■ ABOUT THIS TASK:
Return all the lines below in which the string "crate" appears.

■ MATERIAL SHOWN:
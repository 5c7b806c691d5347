use crate::extractor::{extract_code_blocks, CodeBlock};
use crate::finding::{Finding, FindingKind};
use std::path::{Path, PathBuf};
use std::sync::Arc;

/// A markdown document and its code blocks, in source order.
///
/// Immutable once parsed. The path is shared with every finding raised
/// against the document.
#[derive(Debug, Clone)]
pub struct Document {
    path: Arc<PathBuf>,
    blocks: Vec<CodeBlock>,
}

impl Document {
    /// Extracts the blocks of `source`.
    ///
    /// Returns the document together with one `MalformedBlock` finding per
    /// fence that could not be extracted.
    pub fn parse(path: impl Into<PathBuf>, source: &str) -> (Self, Vec<Finding>) {
        let path = Arc::new(path.into());
        let extraction = extract_code_blocks(source);

        let findings = extraction
            .malformed
            .into_iter()
            .map(|fence| {
                Finding::new(
                    FindingKind::MalformedBlock,
                    Arc::clone(&path),
                    fence.line,
                    None,
                    fence.reason,
                )
            })
            .collect();

        let document = Self {
            path,
            blocks: extraction.blocks,
        };
        (document, findings)
    }

    pub fn path(&self) -> &Path {
        &self.path
    }

    pub(crate) fn shared_path(&self) -> &Arc<PathBuf> {
        &self.path
    }

    pub fn blocks(&self) -> &[CodeBlock] {
        &self.blocks
    }
}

■ FINISHED EXERCISE:
use crate::extractor::{extract_code_blocks, CodeBlock};
use crate::finding::{Finding, FindingKind};
    pub(crate) fn shared_path(&self) -> &Arc<PathBuf> {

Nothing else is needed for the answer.